Alongside this, awareness of the Digital Asset Supply Chain has also increased. For businesses to survive and remain competitive in such a fast moving landscape, they will need to embrace new technologies and realise that the data that passes through their systems is often transient – it is on a journey, perhaps from a photographer to a marketing department, and onwards to a retailer.
Gone are the days of siloed information and proprietary, ring-fenced systems. The need for an open approach to data and digital assets is nowhere more apparent than in the DAM ecosystem. Users expect to be able to not only access their media files, documents and files from a central location, but for them to be accessible to any number of upstream or downstream applications and service partners.
Although many DAM vendors are actively developing and promoting the integration features of their platform by offering connectors for a growing number of third-party applications including creative, marketing, eCommerce and CRM platforms, the truth is that the average user will still be using more than one digital asset repository.
Common workflow scenarios often include a cloud storage solution like Dropbox, Box or Google Drive. Many still use corporate network shared drives (and in some cases very rudimentary approaches like email attachments). This is far from ideal and leads to a fragmented digital asset supply chain. An analogy for this state of affairs might be a restaurant menu stating that "the croissants are on the way from the bakery", or "the salmon hasn't been caught yet". Customers expect businesses to have their digital and physical supply chains aligned without them having to give a second thought to how any of the minutiae of it occurs. These are ‘maintenance’ attributes that only get mentioned when expectations fail to be satisfactorily met.
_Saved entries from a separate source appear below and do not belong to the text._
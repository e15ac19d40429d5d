//! Domain layer for rb-agent.
//!
//! Plain data types with no I/O:
//!
//! - [`config::AgentConfig`] – every runtime setting, built once at startup.
//! - [`command::HostCommand`] – an input envelope decoded into something the
//!   host can inject.
//! - [`device::TrustedDevice`] – one entry of the trusted-device registry.

pub mod command;
pub mod config;
pub mod device;

pub use command::HostCommand;
pub use config::AgentConfig;
pub use device::TrustedDevice;
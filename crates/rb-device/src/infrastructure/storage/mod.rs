//! Storage infrastructure: device configuration file persistence.
//!
//! The `config` sub-module handles:
//!
//! - Reading `device.toml` from an explicit path or the platform config
//!   directory.
//! - Generating and persisting a stable device id on first run.
//! - Providing defaults for every field that is absent from the file.

pub mod config;
//! Agent configuration types.
//!
//! [`AgentConfig`] holds every runtime setting.  `main.rs` fills it from CLI
//! flags (with `RB_AGENT_*` environment fallbacks); tests build it from
//! [`AgentConfig::default`] and override single fields.

use std::net::SocketAddr;
use std::path::PathBuf;

use rb_core::protocol::messages::PAIRING_CODE_TTL_MS;

/// Default WebSocket port the agent listens on.
pub const DEFAULT_PORT: u16 = 8765;

/// All runtime configuration for the host agent.
#[derive(Debug, Clone, PartialEq, Eq)]
pub struct AgentConfig {
    /// Address the WebSocket server binds to.
    pub bind_addr: SocketAddr,

    /// JSON file holding the trusted devices.
    pub registry_path: PathBuf,

    /// Accepted messages per device per second.  `0` disables the limit.
    pub rate_limit_per_sec: u32,

    /// How many recent nonces (and ids) are remembered per device.
    pub replay_window: usize,

    /// How long a pairing code stays valid after a `pair.request`.
    pub pairing_code_ttl_ms: u64,

    /// Largest accepted distance between an envelope's `ts` and the host
    /// clock.  `0` disables the check.
    pub max_clock_skew_ms: u64,

    /// Fixed pairing code.  `None` makes the agent draw a fresh random code
    /// for every pairing attempt.
    pub pairing_code: Option<String>,

    /// Wrong codes a device may send before it is locked out.
    pub max_pair_attempts: u32,

    /// How long a lockout lasts.
    pub pair_lockout_ms: u64,

    /// Wrong codes from all devices, within one lockout period, that close
    /// pairing for everyone.
    pub max_pair_failures_total: u32,

    /// Pairing requests remembered at once.
    pub max_pending_pairings: usize,

    /// Trusted devices with their own replay and rate-limit state.
    pub max_tracked_devices: usize,
}

impl Default for AgentConfig {
    /// | Field                   | Default                |
    /// |-------------------------|------------------------|
    /// | bind_addr               | `0.0.0.0:8765`         |
    /// | registry_path           | `trusted_devices.json` |
    /// | rate_limit_per_sec      | 30                     |
    /// | replay_window           | 200                    |
    /// | pairing_code_ttl_ms     | 60 000                 |
    /// | max_clock_skew_ms       | 0 (disabled)           |
    /// | pairing_code            | random                 |
    /// | max_pair_attempts       | 3                      |
    /// | pair_lockout_ms         | 60 000                 |
    /// | max_pair_failures_total | 10                     |
    /// | max_pending_pairings    | 64                     |
    /// | max_tracked_devices     | 1024                   |
    fn default() -> Self {
        Self {
            bind_addr: SocketAddr::from(([0, 0, 0, 0], DEFAULT_PORT)),
            registry_path: PathBuf::from("trusted_devices.json"),
            rate_limit_per_sec: 30,
            replay_window: 200,
            pairing_code_ttl_ms: PAIRING_CODE_TTL_MS,
            max_clock_skew_ms: 0,
            pairing_code: None,
            max_pair_attempts: 3,
            pair_lockout_ms: 60_000,
            max_pair_failures_total: 10,
            max_pending_pairings: 64,
            max_tracked_devices: 1024,
        }
    }
}

// ── Tests ─────────────────────────────────────────────────────────────────────
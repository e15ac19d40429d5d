//! USB HID Usage IDs (page 0x07, Keyboard/Keypad page).
//!
//! The device only types the boot-keyboard subset it can express through a
//! single keycode slot: letters, digits, space and Enter.  Every other
//! character is silently skipped by [`KeyStroke::from_char`].
//!
//! Reference: USB HID Usage Tables 1.3, Section 10 (Keyboard/Keypad page 0x07).
//!
//! # What is a HID Usage ID? (for beginners)
//!
//! The **USB Human Interface Device (HID)** standard assigns a unique number to
//! every key on a keyboard.  These numbers are called *Usage IDs* and they are
//! grouped by *Usage Page*.  All keyboard keys are on page 0x07.
//!
//! | Key          | HID Usage ID |
//! |--------------|-------------|
//! | Letter A     | 0x04        |
//! | Digit 1      | 0x1E        |
//! | Digit 0      | 0x27        |
//! | Enter        | 0x28        |
//! | Space        | 0x2C        |
//!
//! HID codes represent **physical key positions**, not characters.  An
//! uppercase `'A'` is the same key as `'a'` with the Shift modifier held, which
//! is why [`KeyStroke`] carries the key and the shift flag separately.

use serde::{Deserialize, Serialize};

/// First usage ID of the contiguous letter range (`a`).
const LETTER_BASE: u8 = 0x04;

/// First usage ID of the contiguous digit range (`1`).
const DIGIT_BASE: u8 = 0x1E;

/// USB HID Usage ID for the keys the device can type (page 0x07).
///
/// The numeric value of each variant is its HID Usage ID.
#[derive(Debug, Clone, Copy, PartialEq, Eq, Hash, Serialize, Deserialize)]
#[repr(u8)]
pub enum HidKeyCode {
    // Letters (HID 0x04–0x1D)
    KeyA = 0x04,
    KeyB = 0x05,
    KeyC = 0x06,
    KeyD = 0x07,
    KeyE = 0x08,
    KeyF = 0x09,
    KeyG = 0x0A,
    KeyH = 0x0B,
    KeyI = 0x0C,
    KeyJ = 0x0D,
    KeyK = 0x0E,
    KeyL = 0x0F,
    KeyM = 0x10,
    KeyN = 0x11,
    KeyO = 0x12,
    KeyP = 0x13,
    KeyQ = 0x14,
    KeyR = 0x15,
    KeyS = 0x16,
    KeyT = 0x17,
    KeyU = 0x18,
    KeyV = 0x19,
    KeyW = 0x1A,
    KeyX = 0x1B,
    KeyY = 0x1C,
    KeyZ = 0x1D,

    // Digits (HID 0x1E–0x27); note that 0 comes after 9
    Digit1 = 0x1E,
    Digit2 = 0x1F,
    Digit3 = 0x20,
    Digit4 = 0x21,
    Digit5 = 0x22,
    Digit6 = 0x23,
    Digit7 = 0x24,
    Digit8 = 0x25,
    Digit9 = 0x26,
    Digit0 = 0x27,

    // Whitespace
    Enter = 0x28,
    Space = 0x2C,
}

/// Letters in usage-ID order, indexed by `c - 'a'`.
const LETTERS: [HidKeyCode; 26] = [
    HidKeyCode::KeyA, HidKeyCode::KeyB, HidKeyCode::KeyC, HidKeyCode::KeyD,
    HidKeyCode::KeyE, HidKeyCode::KeyF, HidKeyCode::KeyG, HidKeyCode::KeyH,
    HidKeyCode::KeyI, HidKeyCode::KeyJ, HidKeyCode::KeyK, HidKeyCode::KeyL,
    HidKeyCode::KeyM, HidKeyCode::KeyN, HidKeyCode::KeyO, HidKeyCode::KeyP,
    HidKeyCode::KeyQ, HidKeyCode::KeyR, HidKeyCode::KeyS, HidKeyCode::KeyT,
    HidKeyCode::KeyU, HidKeyCode::KeyV, HidKeyCode::KeyW, HidKeyCode::KeyX,
    HidKeyCode::KeyY, HidKeyCode::KeyZ,
];

/// Digits 1–9 in usage-ID order, indexed by `c - '1'`.
const DIGITS: [HidKeyCode; 9] = [
    HidKeyCode::Digit1, HidKeyCode::Digit2, HidKeyCode::Digit3,
    HidKeyCode::Digit4, HidKeyCode::Digit5, HidKeyCode::Digit6,
    HidKeyCode::Digit7, HidKeyCode::Digit8, HidKeyCode::Digit9,
];

impl HidKeyCode {
    /// Returns the raw HID usage ID.
    pub fn as_u8(self) -> u8 {
        self as u8
    }

    /// Converts a raw usage ID back into a key, or `None` for IDs outside the
    /// supported subset.
    pub fn from_u8(value: u8) -> Option<Self> {
        match value {
            LETTER_BASE..=0x1D => Some(LETTERS[(value - LETTER_BASE) as usize]),
            DIGIT_BASE..=0x26 => Some(DIGITS[(value - DIGIT_BASE) as usize]),
            0x27 => Some(HidKeyCode::Digit0),
            0x28 => Some(HidKeyCode::Enter),
            0x2C => Some(HidKeyCode::Space),
            _ => None,
        }
    }

    /// Key name understood by the host agent's injector (`"a"`, `"7"`,
    /// `"space"`, `"enter"`).
    pub fn key_name(self) -> &'static str {
        const LETTER_NAMES: [&str; 26] = [
            "a", "b", "c", "d", "e", "f", "g", "h", "i", "j", "k", "l", "m", "n", "o", "p",
            "q", "r", "s", "t", "u", "v", "w", "x", "y", "z",
        ];
        const DIGIT_NAMES: [&str; 9] = ["1", "2", "3", "4", "5", "6", "7", "8", "9"];

        match self {
            HidKeyCode::Digit0 => "0",
            HidKeyCode::Enter => "enter",
            HidKeyCode::Space => "space",
            other => {
                let raw = other.as_u8();
                if raw < DIGIT_BASE {
                    LETTER_NAMES[(raw - LETTER_BASE) as usize]
                } else {
                    DIGIT_NAMES[(raw - DIGIT_BASE) as usize]
                }
            }
        }
    }
}

/// One typed character: the physical key plus whether Shift must be held.
#[derive(Debug, Clone, Copy, PartialEq, Eq, Hash)]
pub struct KeyStroke {
    pub key: HidKeyCode,
    pub shift: bool,
}

impl KeyStroke {
    /// Maps a character to the key that produces it.
    ///
    /// Lookup is case-insensitive; the shift flag is set for uppercase
    /// letters only.  Returns `None` for unsupported characters.
    pub fn from_char(c: char) -> Option<Self> {
        let lower = c.to_ascii_lowercase();
        let key = match lower {
            'a'..='z' => LETTERS[(lower as u8 - b'a') as usize],
            '1'..='9' => DIGITS[(lower as u8 - b'1') as usize],
            '0' => HidKeyCode::Digit0,
            ' ' => HidKeyCode::Space,
            '\n' => HidKeyCode::Enter,
            _ => return None,
        };
        Some(Self {
            key,
            shift: c.is_ascii_uppercase(),
        })
    }
}

// ── Tests ─────────────────────────────────────────────────────────────────────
Even with a well-connected DAM system, the ‘single source of truth’ mantra only applies to the central DAM, whereas in reality there is likely to be numerous sources, each with their own digital asset repository (e.g. PIM, CMS, stock media libraries etc.) that need to be logged into in order for the appropriate files to be discovered, reviewed, downloaded and passed along the chain. Unless your business is operating in a vacuum, the need for a platform-agnostic hub to consolidate and serve up assets from multiple supply chain sources rapidly becomes an obvious problem that simply has to be solved.
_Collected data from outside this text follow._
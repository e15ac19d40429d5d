//! Trusted-device record.

use serde::{Deserialize, Serialize};

/// A device the host operator approved with a pairing code.
#[derive(Debug, Clone, PartialEq, Eq, Serialize, Deserialize)]
pub struct TrustedDevice {
    pub device_id: String,
    pub device_name: String,
    /// Opaque key label the device presented in `pair.request`.
    pub public_key: String,
}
Until now, the trend in the DAM sector has been to provide a one-size-fits-all model: instead of streamlining the digital asset supply chain workflow, by attempting to both cater for everyone and lock users into their product, vendors have invariably made it more complex by introducing all manner of niche features that are rarely, if ever, utilised.
The core functionality of most DAM systems has changed very little over the last twenty years – upload, ingest, tag, catalogue and distribute. Although the advent of software integrations and connectors have undoubtedly been a benefit for those who wish to access digital assets without leaving their existing application (e.g. Photoshop or InDesign), the elephant in the room is one of grossly inefficient interoperability. In simple terms, the digital assets are too tightly bound to the DAM system they originate from. This is compounded by the fact that many large enterprises are unwitting users of multiple DAMs without even realising it.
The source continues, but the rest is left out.